Are your children’s vaccines up to date?

Set a reminder

Please or to access all these features

Pregnancy

Talk about every stage of pregnancy, from early symptoms to preparing for birth.

ELCS booked for Thurs - scared to death and wierd feelings!

8 replies

Damash12 · 15/01/2013 01:56

Hi just looking for words of reassurance and comfort as feel I'm like a ticking bomb! I really wanted another baby but at this point I am terrified and worrying about everthing - I keep thinking I no longer want the baby, I won't love it then I get upset thinking something bad will happen and I could lose him, then how will I cope with a newborn and doing all the baby stuff again. I have a Ds of 4.5 and I'm really upset as I totally couldn't wait to meet him and have had the time of my life from the minute he was born but I don't feel that way about this one. Could it be hormones??? Really hope so. I seem to be thinking of all the difficulties that lie ahead and not the fantastic joy you get. Another thing bothering me which is a bit wierd is I'm scared to look at baby, I keep imagining myself not liking him or feeling nothing. I'm sure once I do see him I'll fall madly in love like I did with ds1 but really down about feeling this bad. oh and terrified of op and being cut open. Please tell me it will be ok!

OP posts:
Are your children’s vaccines up to date?
AmandaCooper · 15/01/2013 07:01

I'm pregnant with my first, so I can't offer you any sage words of wisdom but didn't want to leave this unanswered. I do know it's completely normal to be worried about all these things with your DC2 as I've been on MN long enough to read other similar threads. Let's face it, it's a hell of a lot to process in a short amount of time. I'm sure everything will be absolutely fine on Thursday with the section. People who have elective sections seem to have really positive experiences, I'm sure you've searched for previous threads but if not, maybe do that. There'll be ideas for how to personalise the experience as well as words of reassurance hopefully.

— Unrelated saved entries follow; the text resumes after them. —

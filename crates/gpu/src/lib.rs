//! GPU-ready data for the flight globe: vertex layouts, the uniform block and
//! per-frame packets. Nothing here touches a device, so it is shared by the
//! web viewer and the tests.

pub mod globals;
pub mod renderer;
pub mod vertex;

pub use globals::*;
pub use renderer::*;
pub use vertex::*;
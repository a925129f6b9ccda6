//! Browser-independent viewer state: scene, camera, input and frame timing.

use foundation::math::{LatLng, Vec2};
use formats::FlightRecord;
use gpu::{FramePacket, Renderer, StaticBuffers, Viewport};
use rand::SeedableRng;
use rand::rngs::SmallRng;
use runtime::{FrameClock, FrameStats};
use scene::GlobeScene;
use scene::camera::PerspectiveCamera;
use scene::config::SceneConfig;
use scene::controls::{DragButton, OrbitControls};
use scene::picking::{ndc_from_pointer, pick_globe};

use crate::error::ViewerError;

/// Frames between two performance reports.
pub const STATS_REPORT_FRAMES: u64 = 600;

#[derive(Debug)]
pub struct Viewer {
    pub scene: GlobeScene,
    pub camera: PerspectiveCamera,
    pub controls: OrbitControls,
    viewport: Viewport,
    clock: FrameClock,
    stats: FrameStats,
    rng: SmallRng,
}

impl Viewer {
    pub fn new(
        config: SceneConfig,
        records: &[FlightRecord],
        viewport: Viewport,
        now_ms: f64,
        seed: u64,
    ) -> Result<Self, ViewerError> {
        let mut rng = SmallRng::seed_from_u64(seed);
        let camera = PerspectiveCamera::from_config(
            &config.camera,
            viewport.width as f64,
            viewport.height as f64,
        );
        let controls = OrbitControls::new(config.controls.clone(), viewport.height as f64);
        let scene = GlobeScene::new(config, records, now_ms, &mut rng)?;
        Ok(Self {
            scene,
            camera,
            controls,
            viewport,
            clock: FrameClock::new(),
            stats: FrameStats::default(),
            rng,
        })
    }

    pub fn viewport(&self) -> Viewport {
        self.viewport
    }

    pub fn static_buffers(&self) -> StaticBuffers {
        Renderer::static_buffers(&self.scene)
    }

    pub fn resize(&mut self, width: u32, height: u32) {
        self.viewport = Viewport::new(width, height);
        self.camera
            .set_aspect(self.viewport.width as f64, self.viewport.height as f64);
        self.controls
            .set_viewport_height(self.viewport.height as f64);
    }

    pub fn pointer_down(&mut self, x_px: f64, y_px: f64, button: i16) {
        self.controls
            .on_pointer_down(Vec2::new(x_px, y_px), DragButton::from_dom_button(button));
    }

    pub fn pointer_move(&mut self, x_px: f64, y_px: f64) {
        self.controls.on_pointer_move(Vec2::new(x_px, y_px));
    }

    pub fn pointer_up(&mut self) {
        self.controls.on_pointer_up();
    }

    pub fn wheel(&mut self, delta_y: f64) {
        self.controls.on_wheel(delta_y);
    }

    /// Geographic point under the pointer, if it is over the globe.
    pub fn pick(&self, x_px: f64, y_px: f64) -> Option<LatLng> {
        let ndc = ndc_from_pointer(
            x_px,
            y_px,
            self.viewport.width as f64,
            self.viewport.height as f64,
        );
        pick_globe(
            ndc,
            &self.camera,
            self.scene.config.globe.radius,
            self.scene.spin.angle(),
        )
    }

    /// Advance one animation frame at browser time `now_ms`.
    pub fn frame(&mut self, now_ms: f64) -> FramePacket {
        let frame = self.clock.tick(now_ms);
        if frame.index > 0 {
            self.stats.record(frame.elapsed_ms);
        }
        self.controls.update(&mut self.camera);
        let markers = self.scene.advance(&frame, &mut self.rng);
        Renderer::prepare(&self.scene, &self.camera, &markers, self.viewport)
    }

    /// A summary of recent frame times, once every [`STATS_REPORT_FRAMES`].
    pub fn take_stats_report(&mut self) -> Option<String> {
        if self.stats.count >= STATS_REPORT_FRAMES {
            Some(self.stats.take_report().to_string())
        } else {
            None
        }
    }
}

#[cfg(test)]
mod tests {
    use super::{STATS_REPORT_FRAMES, Viewer};
    use formats::FlightRecord;
    use foundation::math::LatLng;
    use gpu::Viewport;
    use scene::config::SceneConfig;

    fn viewer() -> Viewer {
        let flights = [FlightRecord::new(
            LatLng::new(51.47, -0.45),
            LatLng::new(40.64, -73.78),
        )];
        Viewer::new(SceneConfig::default(), &flights, Viewport::new(800, 600), 0.0, 42).unwrap()
    }

    #[test]
    fn frame_packets_track_the_viewport() {
        let mut v = viewer();
        let packet = v.frame(16.0);
        assert_eq!(packet.markers.len(), 1);
        assert_eq!(packet.globals.viewport[..2], [800.0, 600.0]);

        v.resize(1024, 512);
        let packet = v.frame(32.0);
        assert_eq!(packet.globals.viewport[..2], [1024.0, 512.0]);
        assert!((v.camera.aspect - 2.0).abs() < 1e-12);
    }

    #[test]
    fn drag_moves_the_camera_on_the_next_frame() {
        let mut v = viewer();
        let before = v.camera.position;
        v.pointer_down(100.0, 100.0, 0);
        v.pointer_move(160.0, 120.0);
        v.pointer_up();
        assert_eq!(v.camera.position, before);
        v.frame(16.0);
        assert_ne!(v.camera.position, before);
    }

    #[test]
    fn moves_after_release_do_not_rotate() {
        let mut released = viewer();
        let mut idle = viewer();
        for v in [&mut released, &mut idle] {
            v.pointer_down(100.0, 100.0, 0);
            v.pointer_move(160.0, 120.0);
            v.pointer_up();
        }
        released.pointer_move(400.0, 300.0);
        for t in [16.0, 32.0, 48.0] {
            released.frame(t);
            idle.frame(t);
        }
        assert_eq!(released.camera.position, idle.camera.position);
    }

    #[test]
    fn clicking_the_globe_center_picks_a_coordinate() {
        let v = viewer();
        let hit = v.pick(400.0, 300.0).unwrap();
        assert!((-90.0..=90.0).contains(&hit.lat_deg));
        assert!(v.pick(0.0, 0.0).is_none());
    }

    #[test]
    fn stats_report_keeps_long_stalls() {
        let mut v = viewer();
        v.frame(0.0);
        for i in 1..STATS_REPORT_FRAMES {
            v.frame(i as f64 * 16.0);
        }
        // A half-second hitch, well past the simulation clamp.
        let last = (STATS_REPORT_FRAMES - 1) as f64 * 16.0;
        v.frame(last + 500.0);
        let report = v.take_stats_report().unwrap();
        assert!(report.contains("max 500.00ms"), "{report}");
    }

    #[test]
    fn stats_report_after_enough_frames() {
        let mut v = viewer();
        for i in 0..=STATS_REPORT_FRAMES {
            v.frame(i as f64 * 16.0);
            if i < STATS_REPORT_FRAMES {
                assert!(v.take_stats_report().is_none());
            }
        }
        let report = v.take_stats_report().unwrap();
        assert!(report.starts_with("600 frames"), "{report}");
        assert!(v.take_stats_report().is_none());
    }
}
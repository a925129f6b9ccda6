use std::fs;
use std::path::{Path, PathBuf};

use anyhow::{Context, Result};
use clap::{Parser, Subcommand};
use formats::{FlightRange, FlightRecord, parse_flights};
use scene::config::SceneConfig;
use tools::{export_tracks, summarize};
use tracing::info;
use tracing_subscriber::EnvFilter;

#[derive(Debug, Parser)]
#[command(name = "flightglobe", about = "Inspect and export flight globe data")]
struct Cli {
    #[command(subcommand)]
    command: Command,
}

#[derive(Debug, Subcommand)]
enum Command {
    /// Print one line per flight: endpoints, angle, arc length, duration.
    Inspect {
        flights: PathBuf,
        #[arg(long)]
        config: Option<PathBuf>,
        /// Slice of the table, e.g. `0..100` or `250..`.
        #[arg(long)]
        range: Option<FlightRange>,
    },
    /// Write sampled tracks and control points as JSON.
    Export {
        flights: PathBuf,
        #[arg(long)]
        out: PathBuf,
        #[arg(long)]
        config: Option<PathBuf>,
        #[arg(long)]
        range: Option<FlightRange>,
        /// Points per track; defaults to `flights.track_samples`.
        #[arg(long)]
        samples: Option<u32>,
    },
    /// Show the scene configuration.
    Config {
        #[arg(long)]
        print_default: bool,
    },
}

fn main() -> Result<()> {
    tracing_subscriber::fmt()
        .with_env_filter(EnvFilter::from_default_env())
        .init();

    match Cli::parse().command {
        Command::Inspect {
            flights,
            config,
            range,
        } => {
            let config = load_config(config.as_deref())?;
            let records = load_flights(&flights)?;
            let range = range.unwrap_or(config.flights.range);
            let rows = summarize(&records, range, &config).context("building flight paths")?;
            println!(
                "{:>5}  {:>18} -> {:>18}  {:>8}  {:>7}  {:>12}",
                "#", "start", "end", "angle", "arc", "duration"
            );
            for row in &rows {
                println!("{row}");
            }
            info!(total = records.len(), shown = rows.len(), "inspected flights");
        }
        Command::Export {
            flights,
            out,
            config,
            range,
            samples,
        } => {
            let config = load_config(config.as_deref())?;
            let records = load_flights(&flights)?;
            let range = range.unwrap_or(config.flights.range);
            let samples = samples.unwrap_or(config.flights.track_samples);
            let tracks = export_tracks(&records, range, &config, samples)
                .context("building flight paths")?;
            let payload = serde_json::to_string_pretty(&tracks)?;
            fs::write(&out, payload).with_context(|| format!("writing {}", out.display()))?;
            info!(tracks = tracks.len(), out = %out.display(), "exported tracks");
        }
        Command::Config { print_default } => {
            if !print_default {
                anyhow::bail!("nothing to do; try --print-default");
            }
            println!("{}", serde_json::to_string_pretty(&SceneConfig::default())?);
        }
    }
    Ok(())
}

fn load_config(path: Option<&Path>) -> Result<SceneConfig> {
    let Some(path) = path else {
        return Ok(SceneConfig::default());
    };
    let text = fs::read_to_string(path).with_context(|| format!("reading {}", path.display()))?;
    SceneConfig::from_json(&text).with_context(|| format!("parsing {}", path.display()))
}

fn load_flights(path: &Path) -> Result<Vec<FlightRecord>> {
    let text = fs::read_to_string(path).with_context(|| format!("reading {}", path.display()))?;
    parse_flights(&text).with_context(|| format!("parsing {}", path.display()))
}
pub mod flights;

pub use flights::*;
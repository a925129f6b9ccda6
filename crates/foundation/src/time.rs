/// Time primitives
#[derive(Copy, Clone, Debug, PartialEq, PartialOrd, Default)]
pub struct Time(pub f64); // seconds

impl Time {
    pub fn from_millis(ms: f64) -> Self {
        Time(ms / 1000.0)
    }

    pub fn as_millis(self) -> f64 {
        self.0 * 1000.0
    }
}

#[derive(Copy, Clone, Debug, PartialEq)]
pub struct TimeSpan {
    pub start: Time,
    pub end: Time,
}

impl TimeSpan {
    pub fn new(start: Time, end: Time) -> Self {
        Self { start, end }
    }

    pub fn instant(t: Time) -> Self {
        Self { start: t, end: t }
    }

    pub fn duration(&self) -> f64 {
        (self.end.0 - self.start.0).max(0.0)
    }

    pub fn contains(&self, t: Time) -> bool {
        t.0 >= self.start.0 && t.0 <= self.end.0
    }

    /// Linear progress through the span at `t`, clamped to `[0, 1]`.
    ///
    /// Zero-length spans report `0` before `start` and `1` from `start` on.
    pub fn fraction_at(&self, t: Time) -> f64 {
        let d = self.duration();
        if d <= 0.0 {
            return if t.0 < self.start.0 { 0.0 } else { 1.0 };
        }
        ((t.0 - self.start.0) / d).clamp(0.0, 1.0)
    }
}

#[cfg(test)]
mod tests {
    use super::{Time, TimeSpan};

    #[test]
    fn millis_conversion() {
        assert_eq!(Time::from_millis(1500.0), Time(1.5));
        assert_eq!(Time(2.0).as_millis(), 2000.0);
    }

    #[test]
    fn fraction_is_clamped() {
        let span = TimeSpan::new(Time(10.0), Time(20.0));
        assert_eq!(span.fraction_at(Time(5.0)), 0.0);
        assert_eq!(span.fraction_at(Time(15.0)), 0.5);
        assert_eq!(span.fraction_at(Time(25.0)), 1.0);
        assert!(span.contains(Time(20.0)));
        assert!(!span.contains(Time(20.5)));
    }

    #[test]
    fn instant_span_jumps_at_start() {
        let span = TimeSpan::instant(Time(3.0));
        assert_eq!(span.duration(), 0.0);
        assert_eq!(span.fraction_at(Time(2.0)), 0.0);
        assert_eq!(span.fraction_at(Time(3.0)), 1.0);
    }
}
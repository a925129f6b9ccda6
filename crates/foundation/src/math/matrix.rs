//! Column-major 4x4 matrices (`m[col][row]`), laid out the way WGSL expects them.

use super::Vec3;

pub type Mat4 = [[f32; 4]; 4];

pub fn mat4_identity() -> Mat4 {
    [
        [1.0, 0.0, 0.0, 0.0],
        [0.0, 1.0, 0.0, 0.0],
        [0.0, 0.0, 1.0, 0.0],
        [0.0, 0.0, 0.0, 1.0],
    ]
}

/// Column-major matrix multiply: `c = a * b`.
pub fn mat4_mul(a: Mat4, b: Mat4) -> Mat4 {
    let mut c = [[0.0f32; 4]; 4];
    for col in 0..4 {
        for row in 0..4 {
            c[col][row] = a[0][row] * b[col][0]
                + a[1][row] * b[col][1]
                + a[2][row] * b[col][2]
                + a[3][row] * b[col][3];
        }
    }
    c
}

/// Inverse of `m`, or `None` when it is singular.
///
/// Cofactor expansion carried out in `f64`.
pub fn mat4_invert(m: Mat4) -> Option<Mat4> {
    // Flatten column-major: a[col * 4 + row].
    let mut a = [0.0f64; 16];
    for col in 0..4 {
        for row in 0..4 {
            a[col * 4 + row] = m[col][row] as f64;
        }
    }

    let mut inv = [0.0f64; 16];
    inv[0] = a[5] * a[10] * a[15] - a[5] * a[11] * a[14] - a[9] * a[6] * a[15]
        + a[9] * a[7] * a[14] + a[13] * a[6] * a[11] - a[13] * a[7] * a[10];
    inv[4] = -a[4] * a[10] * a[15] + a[4] * a[11] * a[14] + a[8] * a[6] * a[15]
        - a[8] * a[7] * a[14] - a[12] * a[6] * a[11] + a[12] * a[7] * a[10];
    inv[8] = a[4] * a[9] * a[15] - a[4] * a[11] * a[13] - a[8] * a[5] * a[15]
        + a[8] * a[7] * a[13] + a[12] * a[5] * a[11] - a[12] * a[7] * a[9];
    inv[12] = -a[4] * a[9] * a[14] + a[4] * a[10] * a[13] + a[8] * a[5] * a[14]
        - a[8] * a[6] * a[13] - a[12] * a[5] * a[10] + a[12] * a[6] * a[9];
    inv[1] = -a[1] * a[10] * a[15] + a[1] * a[11] * a[14] + a[9] * a[2] * a[15]
        - a[9] * a[3] * a[14] - a[13] * a[2] * a[11] + a[13] * a[3] * a[10];
    inv[5] = a[0] * a[10] * a[15] - a[0] * a[11] * a[14] - a[8] * a[2] * a[15]
        + a[8] * a[3] * a[14] + a[12] * a[2] * a[11] - a[12] * a[3] * a[10];
    inv[9] = -a[0] * a[9] * a[15] + a[0] * a[11] * a[13] + a[8] * a[1] * a[15]
        - a[8] * a[3] * a[13] - a[12] * a[1] * a[11] + a[12] * a[3] * a[9];
    inv[13] = a[0] * a[9] * a[14] - a[0] * a[10] * a[13] - a[8] * a[1] * a[14]
        + a[8] * a[2] * a[13] + a[12] * a[1] * a[10] - a[12] * a[2] * a[9];
    inv[2] = a[1] * a[6] * a[15] - a[1] * a[7] * a[14] - a[5] * a[2] * a[15]
        + a[5] * a[3] * a[14] + a[13] * a[2] * a[7] - a[13] * a[3] * a[6];
    inv[6] = -a[0] * a[6] * a[15] + a[0] * a[7] * a[14] + a[4] * a[2] * a[15]
        - a[4] * a[3] * a[14] - a[12] * a[2] * a[7] + a[12] * a[3] * a[6];
    inv[10] = a[0] * a[5] * a[15] - a[0] * a[7] * a[13] - a[4] * a[1] * a[15]
        + a[4] * a[3] * a[13] + a[12] * a[1] * a[7] - a[12] * a[3] * a[5];
    inv[14] = -a[0] * a[5] * a[14] + a[0] * a[6] * a[13] + a[4] * a[1] * a[14]
        - a[4] * a[2] * a[13] - a[12] * a[1] * a[6] + a[12] * a[2] * a[5];
    inv[3] = -a[1] * a[6] * a[11] + a[1] * a[7] * a[10] + a[5] * a[2] * a[11]
        - a[5] * a[3] * a[10] - a[9] * a[2] * a[7] + a[9] * a[3] * a[6];
    inv[7] = a[0] * a[6] * a[11] - a[0] * a[7] * a[10] - a[4] * a[2] * a[11]
        + a[4] * a[3] * a[10] + a[8] * a[2] * a[7] - a[8] * a[3] * a[6];
    inv[11] = -a[0] * a[5] * a[11] + a[0] * a[7] * a[9] + a[4] * a[1] * a[11]
        - a[4] * a[3] * a[9] - a[8] * a[1] * a[7] + a[8] * a[3] * a[5];
    inv[15] = a[0] * a[5] * a[10] - a[0] * a[6] * a[9] - a[4] * a[1] * a[10]
        + a[4] * a[2] * a[9] + a[8] * a[1] * a[6] - a[8] * a[2] * a[5];

    let det = a[0] * inv[0] + a[1] * inv[4] + a[2] * inv[8] + a[3] * inv[12];
    if det.abs() < 1e-12 || !det.is_finite() {
        return None;
    }
    let inv_det = 1.0 / det;

    let mut out = [[0.0f32; 4]; 4];
    for col in 0..4 {
        for row in 0..4 {
            out[col][row] = (inv[col * 4 + row] * inv_det) as f32;
        }
    }
    Some(out)
}

/// Transform a direction (`w = 0`) by `m`.
pub fn mat4_transform_vector(m: Mat4, v: Vec3) -> Vec3 {
    let v = [v.x as f32, v.y as f32, v.z as f32];
    let row = |r: usize| (m[0][r] * v[0] + m[1][r] * v[1] + m[2][r] * v[2]) as f64;
    Vec3::new(row(0), row(1), row(2))
}

/// Right-handed perspective projection with depth range `[0, 1]`.
pub fn mat4_perspective_rh_z0(fov_y_rad: f64, aspect: f64, near: f64, far: f64) -> Mat4 {
    let f = 1.0 / (0.5 * fov_y_rad).tan();
    let m00 = (f / aspect) as f32;
    let m11 = f as f32;
    let m22 = (far / (near - far)) as f32;
    let m23 = ((near * far) / (near - far)) as f32;

    [
        [m00, 0.0, 0.0, 0.0],
        [0.0, m11, 0.0, 0.0],
        [0.0, 0.0, m22, -1.0],
        [0.0, 0.0, m23, 0.0],
    ]
}

pub fn mat4_look_at_rh(eye: Vec3, target: Vec3, up: Vec3) -> Mat4 {
    let f = (target - eye).normalize();
    let s = f.cross(up).normalize();
    let u = s.cross(f);

    let ex = -s.dot(eye);
    let ey = -u.dot(eye);
    let ez = f.dot(eye);

    [
        [s.x as f32, u.x as f32, (-f.x) as f32, 0.0],
        [s.y as f32, u.y as f32, (-f.y) as f32, 0.0],
        [s.z as f32, u.z as f32, (-f.z) as f32, 0.0],
        [ex as f32, ey as f32, ez as f32, 1.0],
    ]
}

/// Rotation about `+Y` by `angle_rad` (counter-clockwise seen from above).
pub fn mat4_rotation_y(angle_rad: f64) -> Mat4 {
    let (s, c) = angle_rad.sin_cos();
    let (s, c) = (s as f32, c as f32);
    [
        [c, 0.0, -s, 0.0],
        [0.0, 1.0, 0.0, 0.0],
        [s, 0.0, c, 0.0],
        [0.0, 0.0, 0.0, 1.0],
    ]
}

/// Rotate `v` about `+Y`; same convention as [`mat4_rotation_y`].
pub fn rotate_y(v: Vec3, angle_rad: f64) -> Vec3 {
    let (s, c) = angle_rad.sin_cos();
    Vec3::new(c * v.x + s * v.z, v.y, -s * v.x + c * v.z)
}

#[cfg(test)]
mod tests {
    use super::*;

    fn apply(m: Mat4, p: Vec3) -> Vec3 {
        let v = [p.x as f32, p.y as f32, p.z as f32, 1.0];
        let row = |r: usize| m[0][r] * v[0] + m[1][r] * v[1] + m[2][r] * v[2] + m[3][r] * v[3];
        Vec3::new(row(0) as f64, row(1) as f64, row(2) as f64)
    }

    fn assert_near_identity(m: Mat4) {
        let id = mat4_identity();
        for col in 0..4 {
            for row in 0..4 {
                assert!(
                    (m[col][row] - id[col][row]).abs() < 1e-4,
                    "m[{col}][{row}] = {}",
                    m[col][row]
                );
            }
        }
    }

    #[test]
    fn inverse_round_trips() {
        let view = mat4_look_at_rh(Vec3::new(5.0, 2.0, -5.5), Vec3::ZERO, Vec3::Y);
        let proj = mat4_perspective_rh_z0(45f64.to_radians(), 1.5, 0.1, 100.0);
        for m in [view, proj, mat4_mul(proj, view), mat4_rotation_y(1.1)] {
            let inv = mat4_invert(m).unwrap();
            assert_near_identity(mat4_mul(m, inv));
            assert_near_identity(mat4_mul(inv, m));
        }
    }

    #[test]
    fn singular_matrix_has_no_inverse() {
        assert_eq!(mat4_invert([[0.0; 4]; 4]), None);
        let mut flat = mat4_identity();
        flat[2] = [0.0; 4];
        assert_eq!(mat4_invert(flat), None);
    }

    #[test]
    fn inverse_view_maps_view_directions_back_to_world() {
        let eye = Vec3::new(0.0, 0.0, 5.0);
        let inv = mat4_invert(mat4_look_at_rh(eye, Vec3::ZERO, Vec3::Y)).unwrap();
        let forward = mat4_transform_vector(inv, Vec3::new(0.0, 0.0, -1.0));
        assert!((forward - Vec3::new(0.0, 0.0, -1.0)).length() < 1e-6);
    }

    #[test]
    fn identity_is_neutral() {
        let r = mat4_rotation_y(0.3);
        assert_eq!(mat4_mul(mat4_identity(), r), r);
        assert_eq!(mat4_mul(r, mat4_identity()), r);
    }

    #[test]
    fn rotation_matrix_matches_rotate_y() {
        let p = Vec3::new(1.0, 2.0, 3.0);
        let angle = 0.7;
        let a = apply(mat4_rotation_y(angle), p);
        let b = rotate_y(p, angle);
        assert!((a - b).length() < 1e-5);
    }

    #[test]
    fn quarter_turn_moves_plus_x_to_minus_z() {
        let p = rotate_y(Vec3::new(1.0, 0.0, 0.0), std::f64::consts::FRAC_PI_2);
        assert!((p - Vec3::new(0.0, 0.0, -1.0)).length() < 1e-12);
    }

    #[test]
    fn look_at_puts_target_on_negative_z() {
        let view = mat4_look_at_rh(Vec3::new(0.0, 0.0, 5.0), Vec3::ZERO, Vec3::Y);
        let p = apply(view, Vec3::ZERO);
        assert!((p.z + 5.0).abs() < 1e-5);
        assert!(p.x.abs() < 1e-5 && p.y.abs() < 1e-5);
    }

    #[test]
    fn perspective_maps_near_and_far_to_unit_depth() {
        let proj = mat4_perspective_rh_z0(45f64.to_radians(), 1.0, 1.0, 100.0);
        let depth = |z: f32| {
            let clip_z = proj[2][2] * z + proj[3][2];
            let clip_w = proj[2][3] * z;
            clip_z / clip_w
        };
        assert!(depth(-1.0).abs() < 1e-6);
        assert!((depth(-100.0) - 1.0).abs() < 1e-6);
    }
}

Have you got any plans for today and tomorrow to take your mind off things?

Damash12 · 15/01/2013 07:27

Hi thank you for reply, feeling better this morning, I think the pregnancy insomnia/ hormones makes everything worse at night, when all you can do is think, think, think! Feeling more positive and he's got to come out one way or another so I may as well stop worrying about that bit. I just want it all to be as good as it was with my first Ds. Thanks again and good luck with everything to come.

OP posts:
AmandaCooper · 15/01/2013 07:42

Yes I think it is worse at night. Glad you feel a bit more positive this morning.

LubyLu2000 · 15/01/2013 07:50

Hi. Just wanted to say that I had an ELCS for 1st DS and it's looking like it's going to be the same again. Mine was a really positive experience - yes, there's a bit of recovery time after but I really appreciated that the whole thing was just calm and organised. But in spite of the fact that it really couldn't have gone any better I am still a bit more afraid this time if that makes sense - I think it's something to do with having another child already - you feel the weight of responsibility for that child. And I think it's pretty normal to have these pangs about feeling the same about a 2nd child - it seems almost impossible to think you could love anyone as much as your 1st. I sometimes feel almost guilty that I might be about to disrupt our cosy little family. I'm also absolutely convinced that this wee one is going to be the spitting image of his brother so will get a total shock if he's not!
Good luck!!

PipIsOutNow · 15/01/2013 08:00

Just wanted to say I had an ELCS on Friday and actually posted a really similar thread because I was cacking my pants! I can honestly say it was a fantastic experience. I had an amazing anaesthetist who was so calming and reassuring as we're all the other staff who were in the room. It's all about mind over matter and I'm a natural born worrier so if I can do it anyone can. And as soon as baby is born nothing else really matters because that's all you will focus on. Good luck for Thursday, and don't worry about living this new baby it's still just as amazingly overwhelming the second time around Thanks

Damash12 · 15/01/2013 16:24

Thanks Luby- that's exactly how I feel and l

OP posts:
Damash12 · 15/01/2013 16:26

Stupid phone - that's exactly how I feel.
Pipisout- congratulations, thanks for a positive post. I too am a born worrier and flit from worrying about 1 thing after another. Not long now and hopefully I'll be putting a positive post on here pretty soon too!

OP posts:
AmandaCooper · 17/01/2013 17:02

Hope everything went ok OP let us know how you got on if you get the chance.